Saher looked on with mixed feelings, not quite sure what to make of a gesture that had electrified the crowd around them. It would never have occurred to her to go around planting kisses on strange children’s faces. But this was a goorie. Perhaps that was what they did back home. She couldn’t help, however, voicing a cynical remark to their foreign guest. ‘You have made the mother’s day. Look, the poor woman – she’s blushing all over with delight.’
Daniela reddened. ‘Oh, did I? I could not help it … I love children. I work with young children, you see, and I am now expecting …’
She abruptly stopped, praying that Ismail’s fiancée didn’t understand what she had been about to utter. How cruel under the circumstances.
An awkward pause led to Saher helpfully stepping in and asking, ‘Where’s Auntie Mehreen?’
‘She was here with me and then I don’t know where she went.’
Pity overwhelmed Saher. ‘Shall I take you inside the house, Daniela? This marquee is only for the village guests – family members are expected to go inside the hevali.’
‘Oh.’ Daniela glanced up at the older woman menacingly hovering behind, knowing for sure it was Saher’s mother, taken aback by the look of naked hatred on the woman’s face. With trepidation Daniela asked Saher, ‘Are you sure it’s all right for me to go inside? I don’t want to cause discomfort amongst your relatives.’
The thought of sitting next to Saher’s glaring mother made her shudder. Disconcerted by the remark, Saher smiled warmly and held out her hand to her sokan, distressing her mother and shocking the other women guests in the marquee.
Massi Fiza’s eyes widened, shooting a look at her friend, Rukhsar.
‘Daniela,’ Saher beckoned, voice firm. ‘As Ismail’s wife you are now a family member and deserve to be in a better place than here. Come!’
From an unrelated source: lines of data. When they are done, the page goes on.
//! Concrete HTTP providers.
//!
//! Both clients enforce the request deadline through the reqwest client
//! timeout and never log prompt or key material.

use serde::Deserialize;
use serde_json::json;

use crate::{GenerateRequest, Generation, LanguageModel, ModelError, ModelRef, ModelSettings};

fn build_client(settings: &ModelSettings) -> reqwest::Client {
    reqwest::Client::builder()
        .timeout(settings.timeout)
        .build()
        .expect("reqwest client build must not fail")
}

async fn read_error_body(resp: reqwest::Response) -> ModelError {
    let status = resp.status().as_u16();
    let message = resp.text().await.unwrap_or_default();
    ModelError::Http { status, message }
}

// ---------------------------------------------------------------------------
// OpenAI-compatible chat completions
// ---------------------------------------------------------------------------

pub struct OpenAiCompatibleModel {
    settings: ModelSettings,
    http: reqwest::Client,
}

impl OpenAiCompatibleModel {
    pub fn new(settings: ModelSettings) -> Self {
        let http = build_client(&settings);
        OpenAiCompatibleModel { settings, http }
    }

    fn completions_url(&self) -> String {
        format!(
            "{}/v1/chat/completions",
            self.settings.base_url.trim_end_matches('/')
        )
    }
}

#[derive(Debug, Deserialize)]
struct ChatCompletionsResponse {
    choices: Vec<ChatChoice>,
    usage: ChatUsage,
}

#[derive(Debug, Deserialize)]
struct ChatChoice {
    message: ChatMessage,
}

#[derive(Debug, Deserialize)]
struct ChatMessage {
    content: String,
}

#[derive(Debug, Deserialize)]
struct ChatUsage {
    prompt_tokens: i64,
    completion_tokens: i64,
}

#[async_trait::async_trait]
impl LanguageModel for OpenAiCompatibleModel {
    fn model_ref(&self) -> &ModelRef {
        &self.settings.model_ref
    }

    async fn generate(&self, req: &GenerateRequest) -> Result<Generation, ModelError> {
        if req.prompt.trim().is_empty() {
            return Err(ModelError::Config("empty prompt".to_string()));
        }

        let body = json!({
            "model": self.settings.model_ref.model_id,
            "max_tokens": self.settings.max_output_tokens,
            "messages": [
                {"role": "system", "content": req.prompt},
                {"role": "user", "content": req.input_text},
            ],
        });

        let resp = self
            .http
            .post(self.completions_url())
            .bearer_auth(&self.settings.api_key)
            .json(&body)
            .send()
            .await
            .map_err(|e| ModelError::Transport(e.to_string()))?;

        if !resp.status().is_success() {
            return Err(read_error_body(resp).await);
        }

        let parsed: ChatCompletionsResponse = resp
            .json()
            .await
            .map_err(|e| ModelError::Decode(e.to_string()))?;
        let output_text = parsed
            .choices
            .into_iter()
            .next()
            .map(|c| c.message.content)
            .ok_or_else(|| ModelError::Decode("response carried no choices".to_string()))?;

        Ok(Generation {
            output_text,
            tokens_in: parsed.usage.prompt_tokens,
            tokens_out: parsed.usage.completion_tokens,
            cost_microusd: self
                .settings
                .pricing
                .cost_microusd(parsed.usage.prompt_tokens, parsed.usage.completion_tokens),
        })
    }
}

// ---------------------------------------------------------------------------
// Anthropic messages
// ---------------------------------------------------------------------------

pub struct AnthropicModel {
    settings: ModelSettings,
    http: reqwest::Client,
}

impl AnthropicModel {
    pub fn new(settings: ModelSettings) -> Self {
        let http = build_client(&settings);
        AnthropicModel { settings, http }
    }

    fn messages_url(&self) -> String {
        format!("{}/v1/messages", self.settings.base_url.trim_end_matches('/'))
    }
}

#[derive(Debug, Deserialize)]
struct MessagesResponse {
    content: Vec<ContentBlock>,
    usage: MessagesUsage,
}

#[derive(Debug, Deserialize)]
struct ContentBlock {
    #[serde(rename = "type")]
    kind: String,
    #[serde(default)]
    text: String,
}

#[derive(Debug, Deserialize)]
struct MessagesUsage {
    input_tokens: i64,
    output_tokens: i64,
}

#[async_trait::async_trait]
impl LanguageModel for AnthropicModel {
    fn model_ref(&self) -> &ModelRef {
        &self.settings.model_ref
    }

    async fn generate(&self, req: &GenerateRequest) -> Result<Generation, ModelError> {
        if req.prompt.trim().is_empty() {
            return Err(ModelError::Config("empty prompt".to_string()));
        }

        let mut body = json!({
            "model": self.settings.model_ref.model_id,
            "max_tokens": self.settings.max_output_tokens,
            "system": req.prompt,
            "messages": [
                {"role": "user", "content": req.input_text},
            ],
        });
        if self.settings.thinking_enabled {
            body["thinking"] = json!({
                "type": "enabled",
                "budget_tokens": self.settings.thinking_budget.unwrap_or(1024),
            });
        }

        let resp = self
            .http
            .post(self.messages_url())
            .header("x-api-key", &self.settings.api_key)
            .header("anthropic-version", "2023-06-01")
            .json(&body)
            .send()
            .await
            .map_err(|e| ModelError::Transport(e.to_string()))?;

        if !resp.status().is_success() {
            return Err(read_error_body(resp).await);
        }

        let parsed: MessagesResponse = resp
            .json()
            .await
            .map_err(|e| ModelError::Decode(e.to_string()))?;
        let output_text = parsed
            .content
            .into_iter()
            .filter(|b| b.kind == "text")
            .map(|b| b.text)
            .collect::<Vec<_>>()
            .join("");
        if output_text.is_empty() {
            return Err(ModelError::Decode(
                "response carried no text blocks".to_string(),
            ));
        }

        Ok(Generation {
            output_text,
            tokens_in: parsed.usage.input_tokens,
            tokens_out: parsed.usage.output_tokens,
            cost_microusd: self
                .settings
                .pricing
                .cost_microusd(parsed.usage.input_tokens, parsed.usage.output_tokens),
        })
    }
}

// ---------------------------------------------------------------------------
// Tests (mock HTTP server, no network)
// ---------------------------------------------------------------------------

#[cfg(test)]
mod tests {
    use super::*;
    use crate::{Pricing, ProviderKind};
    use httpmock::prelude::*;
    use std::time::Duration;

    fn settings(provider: ProviderKind, base_url: String) -> ModelSettings {
        ModelSettings {
            model_ref: ModelRef {
                provider,
                model_id: "test-model".to_string(),
                revision: None,
            },
            base_url,
            api_key: "test-key".to_string(),
            timeout: Duration::from_secs(120),
            max_output_tokens: 512,
            thinking_enabled: false,
            thinking_budget: None,
            pricing: Pricing {
                in_per_1k_microusd: 1000,
                out_per_1k_microusd: 2000,
            },
        }
    }

    fn request() -> GenerateRequest {
        GenerateRequest {
            prompt: "Summarise the call.".to_string(),
            input_text: "Operator: good afternoon ...".to_string(),
        }
    }

    #[tokio::test]
    async fn openai_compatible_parses_output_and_usage() {
        let server = MockServer::start_async().await;
        server
            .mock_async(|when, then| {
                when.method(POST)
                    .path("/v1/chat/completions")
                    .header("authorization", "Bearer test-key");
                then.status(200).json_body(serde_json::json!({
                    "choices": [{"message": {"role": "assistant", "content": "Solid quarter."}}],
                    "usage": {"prompt_tokens": 1000, "completion_tokens": 100}
                }));
            })
            .await;

        let model =
            OpenAiCompatibleModel::new(settings(ProviderKind::OpenAiCompatible, server.base_url()));
        let g = model.generate(&request()).await.unwrap();
        assert_eq!(g.output_text, "Solid quarter.");
        assert_eq!((g.tokens_in, g.tokens_out), (1000, 100));
        // 1000·1000/1000 + 100·2000/1000
        assert_eq!(g.cost_microusd, 1200);
    }

    #[tokio::test]
    async fn anthropic_parses_text_blocks() {
        let server = MockServer::start_async().await;
        server
            .mock_async(|when, then| {
                when.method(POST)
                    .path("/v1/messages")
                    .header("x-api-key", "test-key");
                then.status(200).json_body(serde_json::json!({
                    "content": [
                        {"type": "thinking", "thinking": "..."},
                        {"type": "text", "text": "Margins expanded."}
                    ],
                    "usage": {"input_tokens": 500, "output_tokens": 50}
                }));
            })
            .await;

        let model = AnthropicModel::new(settings(ProviderKind::Anthropic, server.base_url()));
        let g = model.generate(&request()).await.unwrap();
        assert_eq!(g.output_text, "Margins expanded.");
        assert_eq!((g.tokens_in, g.tokens_out), (500, 50));
    }

    #[tokio::test]
    async fn provider_529_is_transient() {
        let server = MockServer::start_async().await;
        server
            .mock_async(|when, then| {
                when.method(POST);
                then.status(529).body("overloaded");
            })
            .await;

        let model = AnthropicModel::new(settings(ProviderKind::Anthropic, server.base_url()));
        let err = model.generate(&request()).await.unwrap_err();
        assert!(err.is_transient());
    }

    #[tokio::test]
    async fn empty_prompt_is_a_permanent_config_error() {
        let server = MockServer::start_async().await;
        let model =
            OpenAiCompatibleModel::new(settings(ProviderKind::OpenAiCompatible, server.base_url()));
        let err = model
            .generate(&GenerateRequest {
                prompt: "  ".to_string(),
                input_text: "body".to_string(),
            })
            .await
            .unwrap_err();
        assert!(matches!(err, ModelError::Config(_)));
        assert!(!err.is_transient());
    }
}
Blushing, Daniela got up, her hand held in Saher’s grasp. Eyes filling up, she mumbled her gratitude to the woman whose world she had unwittingly toppl
ed.
‘Thank you, I would like to go inside.’ She pulled the flimsy dupatta back on her head, but it stubbornly slipped down again. Saher gently offered, ‘Don’t worry, Daniela, about covering your head. Nobody expects you to. See, my head is bare!’ Daniela happily let the chiffon fabric slip to her shoulders. Saher’s appraising eyes swept over the Englishwoman’s layers of fine soft hair, the smile momentarily slipping from her face as the thought echoed in her head, ‘That’s what Ismail fell for!’ Elegant body poised and held straight as in court, Saher led Daniela out of the marquee. Skilfully winding their way through rows of tables and chairs, both were acutely aware of the spectacle they made, walking hand-in-hand with Saher’s glowering mother in tow.
*
The women guests left behind had mixed feelings; some admired Saher for her noble heart.
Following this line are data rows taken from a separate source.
//! Group research runs and the fan-in readiness query.

use anyhow::{anyhow, Context, Result};
use chrono::{DateTime, Utc};
use sqlx::{FromRow, SqlitePool};

use crate::is_unique_violation;

#[derive(Debug, Clone, Copy, PartialEq, Eq)]
pub enum ResearchStatus {
    Pending,
    InProgress,
    Done,
    Error,
}

impl ResearchStatus {
    pub fn as_str(&self) -> &'static str {
        match self {
            ResearchStatus::Pending => "pending",
            ResearchStatus::InProgress => "in_progress",
            ResearchStatus::Done => "done",
            ResearchStatus::Error => "error",
        }
    }

    pub fn parse(s: &str) -> Result<Self> {
        match s {
            "pending" => Ok(ResearchStatus::Pending),
            "in_progress" => Ok(ResearchStatus::InProgress),
            "done" => Ok(ResearchStatus::Done),
            "error" => Ok(ResearchStatus::Error),
            other => Err(anyhow!("invalid research status: {}", other)),
        }
    }
}

#[derive(Debug, Clone, FromRow)]
pub struct ResearchRunRow {
    pub run_id: i64,
    pub group_id: i64,
    pub quarter: i64,
    pub year: i64,
    pub status: String,
    pub prompt_snapshot: Option<String>,
    pub output_text: Option<String>,
    pub model_provider: Option<String>,
    pub model_id: Option<String>,
    pub model_revision: Option<String>,
    pub error_message: Option<String>,
    pub created_at_utc: DateTime<Utc>,
    pub updated_at_utc: DateTime<Utc>,
}

/// One member's contribution to the research digest.
#[derive(Debug, Clone, FromRow)]
pub struct MemberAnalysis {
    pub equity_id: i64,
    pub symbol: String,
    pub name: String,
    pub quarter: i64,
    pub year: i64,
    pub output_text: String,
}

const RUN_COLUMNS: &str = "run_id, group_id, quarter, year, status, prompt_snapshot, \
     output_text, model_provider, model_id, model_revision, error_message, \
     created_at_utc, updated_at_utc";

/// Fan-in readiness: every current member of the group has an `available`
/// transcript for the quarter with at least one stored analysis. Groups with
/// no members are never ready.
pub async fn fan_in_ready(
    pool: &SqlitePool,
    group_id: i64,
    quarter: i64,
    year: i64,
) -> Result<bool> {
    let (ready,): (bool,) = sqlx::query_as(
        r#"
        select exists (select 1 from group_members m where m.group_id = ?1)
           and not exists (
               select 1 from group_members m
               where m.group_id = ?1
                 and not exists (
                     select 1 from transcripts t
                     join transcript_analyses a on a.transcript_id = t.transcript_id
                     where t.equity_id = m.equity_id
                       and t.quarter = ?2 and t.year = ?3
                       and t.status = 'available'
                 )
           )
        "#,
    )
    .bind(group_id)
    .bind(quarter)
    .bind(year)
    .fetch_one(pool)
    .await
    .context("fan_in_ready failed")?;
    Ok(ready)
}

/// Member equities with no stored analysis for the quarter — the set a forced
/// run will skip.
pub async fn missing_members(
    pool: &SqlitePool,
    group_id: i64,
    quarter: i64,
    year: i64,
) -> Result<Vec<i64>> {
    let rows: Vec<(i64,)> = sqlx::query_as(
        r#"
        select m.equity_id from group_members m
        where m.group_id = ?1
          and not exists (
              select 1 from transcripts t
              join transcript_analyses a on a.transcript_id = t.transcript_id
              where t.equity_id = m.equity_id
                and t.quarter = ?2 and t.year = ?3
                and t.status = 'available'
          )
        order by m.equity_id asc
        "#,
    )
    .bind(group_id)
    .bind(quarter)
    .bind(year)
    .fetch_all(pool)
    .await
    .context("missing_members failed")?;
    Ok(rows.into_iter().map(|(id,)| id).collect())
}

/// The latest analysis per member for the quarter, the digest input for the
/// research prompt. Members without an analysis are absent (forced runs skip
/// them).
pub async fn member_digest(
    pool: &SqlitePool,
    group_id: i64,
    quarter: i64,
    year: i64,
) -> Result<Vec<MemberAnalysis>> {
    sqlx::query_as::<_, MemberAnalysis>(
        r#"
        select e.equity_id, e.symbol, e.name, t.quarter, t.year, a.output_text
        from group_members m
        join equities e on e.equity_id = m.equity_id
        join transcripts t on t.equity_id = m.equity_id
                          and t.quarter = ?2 and t.year = ?3
        join transcript_analyses a on a.analysis_id = (
            select max(a2.analysis_id) from transcript_analyses a2
            where a2.transcript_id = t.transcript_id
        )
        where m.group_id = ?1
        order by e.equity_id asc
        "#,
    )
    .bind(group_id)
    .bind(quarter)
    .bind(year)
    .fetch_all(pool)
    .await
    .context("member_digest failed")
}

/// Create the `pending` run exactly once per `(group, quarter, year)`.
/// Returns `Ok(None)` when the run already exists.
pub async fn insert_run_deduped(
    pool: &SqlitePool,
    group_id: i64,
    quarter: i64,
    year: i64,
    now: DateTime<Utc>,
) -> Result<Option<i64>> {
    let res: Result<(i64,), sqlx::Error> = sqlx::query_as(
        r#"
        insert into group_research_runs (group_id, quarter, year, created_at_utc, updated_at_utc)
        values (?1, ?2, ?3, ?4, ?4)
        returning run_id
        "#,
    )
    .bind(group_id)
    .bind(quarter)
    .bind(year)
    .bind(now)
    .fetch_one(pool)
    .await;

    match res {
        Ok((run_id,)) => Ok(Some(run_id)),
        Err(e) if is_unique_violation(&e) => Ok(None),
        Err(e) => Err(anyhow::Error::new(e).context("insert_run_deduped failed")),
    }
}

/// Force path: create the run or re-open a terminal one back to `pending`.
pub async fn reopen_run(
    pool: &SqlitePool,
    group_id: i64,
    quarter: i64,
    year: i64,
    now: DateTime<Utc>,
) -> Result<i64> {
    let (run_id,): (i64,) = sqlx::query_as(
        r#"
        insert into group_research_runs (group_id, quarter, year, created_at_utc, updated_at_utc)
        values (?1, ?2, ?3, ?4, ?4)
        on conflict (group_id, quarter, year) do update
            set status = 'pending',
                error_message = null,
                updated_at_utc = excluded.updated_at_utc
        returning run_id
        "#,
    )
    .bind(group_id)
    .bind(quarter)
    .bind(year)
    .bind(now)
    .fetch_one(pool)
    .await
    .context("reopen_run failed")?;
    Ok(run_id)
}

/// CAS `pending → in_progress`. Without `force`, a run in any other state is
/// rejected (`Ok(None)`); with `force`, any state transitions.
pub async fn run_begin(
    pool: &SqlitePool,
    group_id: i64,
    quarter: i64,
    year: i64,
    force: bool,
    now: DateTime<Utc>,
) -> Result<Option<ResearchRunRow>> {
    let sql = format!(
        r#"
        update group_research_runs
           set status = 'in_progress',
               updated_at_utc = ?5
         where group_id = ?1 and quarter = ?2 and year = ?3
           and (status = 'pending' or ?4)
        returning {RUN_COLUMNS}
        "#
    );
    sqlx::query_as::<_, ResearchRunRow>(&sql)
        .bind(group_id)
        .bind(quarter)
        .bind(year)
        .bind(force)
        .bind(now)
        .fetch_optional(pool)
        .await
        .context("run_begin failed")
}

/// Transient failure mid-run: hand the run back to `pending` so the retried
/// dispatch can begin it again without force.
pub async fn run_revert_pending(pool: &SqlitePool, run_id: i64, now: DateTime<Utc>) -> Result<()> {
    sqlx::query(
        r#"
        update group_research_runs
           set status = 'pending',
               updated_at_utc = ?2
         where run_id = ?1 and status = 'in_progress'
        "#,
    )
    .bind(run_id)
    .bind(now)
    .execute(pool)
    .await
    .context("run_revert_pending failed")?;
    Ok(())
}

#[allow(clippy::too_many_arguments)]
pub async fn run_complete(
    pool: &SqlitePool,
    run_id: i64,
    prompt_snapshot: &str,
    output_text: &str,
    model_provider: &str,
    model_id: &str,
    model_revision: Option<&str>,
    now: DateTime<Utc>,
) -> Result<()> {
    sqlx::query(
        r#"
        update group_research_runs
           set status = 'done',
               prompt_snapshot = ?2,
               output_text = ?3,
               model_provider = ?4,
               model_id = ?5,
               model_revision = ?6,
               error_message = null,
               updated_at_utc = ?7
         where run_id = ?1
        "#,
    )
    .bind(run_id)
    .bind(prompt_snapshot)
    .bind(output_text)
    .bind(model_provider)
    .bind(model_id)
    .bind(model_revision)
    .bind(now)
    .execute(pool)
    .await
    .context("run_complete failed")?;
    Ok(())
}

pub async fn run_fail(
    pool: &SqlitePool,
    run_id: i64,
    error: &str,
    now: DateTime<Utc>,
) -> Result<()> {
    sqlx::query(
        r#"
        update group_research_runs
           set status = 'error',
               error_message = ?2,
               updated_at_utc = ?3
         where run_id = ?1
        "#,
    )
    .bind(run_id)
    .bind(error)
    .bind(now)
    .execute(pool)
    .await
    .context("run_fail failed")?;
    Ok(())
}

pub async fn fetch_run(
    pool: &SqlitePool,
    group_id: i64,
    quarter: i64,
    year: i64,
) -> Result<Option<ResearchRunRow>> {
    let sql = format!(
        "select {RUN_COLUMNS} from group_research_runs \
         where group_id = ?1 and quarter = ?2 and year = ?3"
    );
    sqlx::query_as::<_, ResearchRunRow>(&sql)
        .bind(group_id)
        .bind(quarter)
        .bind(year)
        .fetch_optional(pool)
        .await
        .context("fetch_run failed")
}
‘Fancy offering your hand to the very woman who has taken your man!’ the baker’s wife slyly twittered. ‘What do you say, ladies, isn’t our lawyer lady generous?’
‘But then as a vakil, she knows how to save her face!’ drily quipped the bricklayer’s married daughter, who had eagerly extended her stay in the village just to attend Master Haider’s party. She had secretly made sure of coinciding her visit with the arrival of Master Arslan from America. Such a good-looking young man and she was not quite over her teenage crush on him yet. Not that he had ever paid her any attention. ‘In his eyes we are just the gauche, village girls!’ she had bitterly reminded herself.
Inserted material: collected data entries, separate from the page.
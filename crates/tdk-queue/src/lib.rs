//! Durable message broker layered over the store.
//!
//! Guarantees:
//! - at-least-once delivery (consumers are idempotent)
//! - visibility lease: a claimed message is hidden until ack or lease expiry;
//!   `attempts` increments at claim time
//! - delayed delivery: never visible before `available_at`
//! - FIFO within a queue by `(available_at, message_id)` for a single
//!   consumer
//! - dead-lettering: at the per-queue attempt cap, `nack` converts the
//!   message into a permanent error record and removes it from the live set

use anyhow::{Context, Result};
use chrono::{DateTime, Duration, Utc};
use serde::de::DeserializeOwned;
use serde::Serialize;
use serde_json::Value;
use sqlx::SqlitePool;
use std::collections::HashMap;
use tracing::warn;

pub use tdk_db::queue::QueueDepth;

/// Queue names used by the pipeline.
pub mod names {
    pub const TRANSCRIPT_CHECK: &str = "transcript_check";
    pub const ANALYSIS_REQUEST: &str = "analysis_request";
    pub const GROUP_RESEARCH_REQUEST: &str = "group_research_request";
    pub const SCHEDULER_TICK: &str = "scheduler_tick";
    /// Logging label for the email lane. The lane itself is the
    /// `email_outbox` table, persisted per recipient so the UI can inspect
    /// delivery state.
    pub const EMAIL_SEND: &str = "email_send";
}

/// Per-queue delivery policy.
#[derive(Debug, Clone, Copy)]
pub struct QueuePolicy {
    /// Visibility lease applied at claim.
    pub lease: Duration,
    /// Delivery attempts before a nack dead-letters the message.
    pub max_attempts: i64,
}

impl Default for QueuePolicy {
    fn default() -> Self {
        QueuePolicy {
            lease: Duration::minutes(5),
            max_attempts: 6,
        }
    }
}

/// One claimed message. `attempts` already includes this delivery.
#[derive(Debug, Clone)]
pub struct Delivery {
    pub message_id: i64,
    pub queue_name: String,
    pub attempts: i64,
    pub payload: Value,
}

impl Delivery {
    /// Decode the payload into its typed form. A decode failure is a poison
    /// payload — callers dead-letter it rather than retrying.
    pub fn decode<T: DeserializeOwned>(&self) -> Result<T> {
        serde_json::from_value(self.payload.clone())
            .with_context(|| format!("queue {} payload decode failed", self.queue_name))
    }
}

/// Outcome of a nack.
#[derive(Debug, Clone, Copy, PartialEq, Eq)]
pub enum NackOutcome {
    /// Requeued, visible again at the returned time.
    Requeued(DateTime<Utc>),
    /// Attempt cap reached; moved to `queue_dead_letters`.
    DeadLettered,
}

#[derive(Clone)]
pub struct QueueBroker {
    pool: SqlitePool,
    policies: HashMap<String, QueuePolicy>,
}

impl QueueBroker {
    pub fn new(pool: SqlitePool) -> Self {
        QueueBroker {
            pool,
            policies: HashMap::new(),
        }
    }

    /// Override the policy for one queue.
    pub fn with_policy(mut self, queue: &str, policy: QueuePolicy) -> Self {
        self.policies.insert(queue.to_string(), policy);
        self
    }

    pub fn policy(&self, queue: &str) -> QueuePolicy {
        self.policies.get(queue).copied().unwrap_or_default()
    }

    /// Publish a message, visible after `delay`.
    pub async fn publish<T: Serialize>(
        &self,
        queue: &str,
        payload: &T,
        delay: Duration,
        now: DateTime<Utc>,
    ) -> Result<i64> {
        let value = serde_json::to_value(payload).context("payload serialise failed")?;
        tdk_db::queue::insert_message(&self.pool, queue, &value, now + delay, now).await
    }

    /// Claim up to `batch` visible messages under the queue's lease.
    pub async fn claim(
        &self,
        queue: &str,
        batch: i64,
        now: DateTime<Utc>,
    ) -> Result<Vec<Delivery>> {
        let policy = self.policy(queue);
        let rows =
            tdk_db::queue::claim_messages(&self.pool, queue, batch, now, policy.lease).await?;
        Ok(rows
            .into_iter()
            .map(|r| Delivery {
                message_id: r.message_id,
                queue_name: r.queue_name,
                attempts: r.attempts,
                payload: r.payload,
            })
            .collect())
    }

    /// Complete a message. A second ack after lease expiry is a no-op.
    pub async fn ack(&self, message_id: i64) -> Result<()> {
        tdk_db::queue::delete_message(&self.pool, message_id).await?;
        Ok(())
    }

    /// Fail a delivery: requeue with `backoff`, or dead-letter once the
    /// queue's attempt cap is consumed.
    pub async fn nack(
        &self,
        delivery: &Delivery,
        backoff: Duration,
        error: &str,
        now: DateTime<Utc>,
    ) -> Result<NackOutcome> {
        let policy = self.policy(&delivery.queue_name);
        if delivery.attempts >= policy.max_attempts {
            warn!(
                queue = %delivery.queue_name,
                message_id = delivery.message_id,
                attempts = delivery.attempts,
                error,
                "attempts exhausted; dead-lettering"
            );
            tdk_db::queue::dead_letter_message(&self.pool, delivery.message_id, Some(error), now)
                .await?;
            return Ok(NackOutcome::DeadLettered);
        }

        let retry_at = now + backoff;
        tdk_db::queue::reschedule_message(&self.pool, delivery.message_id, retry_at).await?;
        Ok(NackOutcome::Requeued(retry_at))
    }

    /// Dead-letter a delivery immediately, bypassing the attempt cap. Used
    /// for poison payloads that can never decode.
    pub async fn dead_letter(
        &self,
        delivery: &Delivery,
        error: &str,
        now: DateTime<Utc>,
    ) -> Result<()> {
        warn!(
            queue = %delivery.queue_name,
            message_id = delivery.message_id,
            error,
            "dead-lettering poison message"
        );
        tdk_db::queue::dead_letter_message(&self.pool, delivery.message_id, Some(error), now)
            .await?;
        Ok(())
    }

    /// Push the lease forward for long-running work.
    pub async fn extend(&self, message_id: i64, lease: Duration, now: DateTime<Utc>) -> Result<()> {
        tdk_db::queue::extend_lease(&self.pool, message_id, now + lease).await?;
        Ok(())
    }

    pub async fn depth(&self, queue: &str, now: DateTime<Utc>) -> Result<QueueDepth> {
        tdk_db::queue::queue_depth(&self.pool, queue, now).await
    }

    pub fn pool(&self) -> &SqlitePool {
        &self.pool
    }
}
‘Yes, you are right, dear,’ the milkwoman eagerly agreed with the bricklayer’s daughter as she sat at the same table.
‘How is it possible for any woman to treat another sokan like that? Well, if it had been me in Saher’s place, I tell you that the goorie would have lost a handful of that short golden crop!’ The baker’s wife laughed aloud at the scene in her head, of soft silky tufts of golden hair coming away in her hand. In reality, she knew she could never carry out such a deed.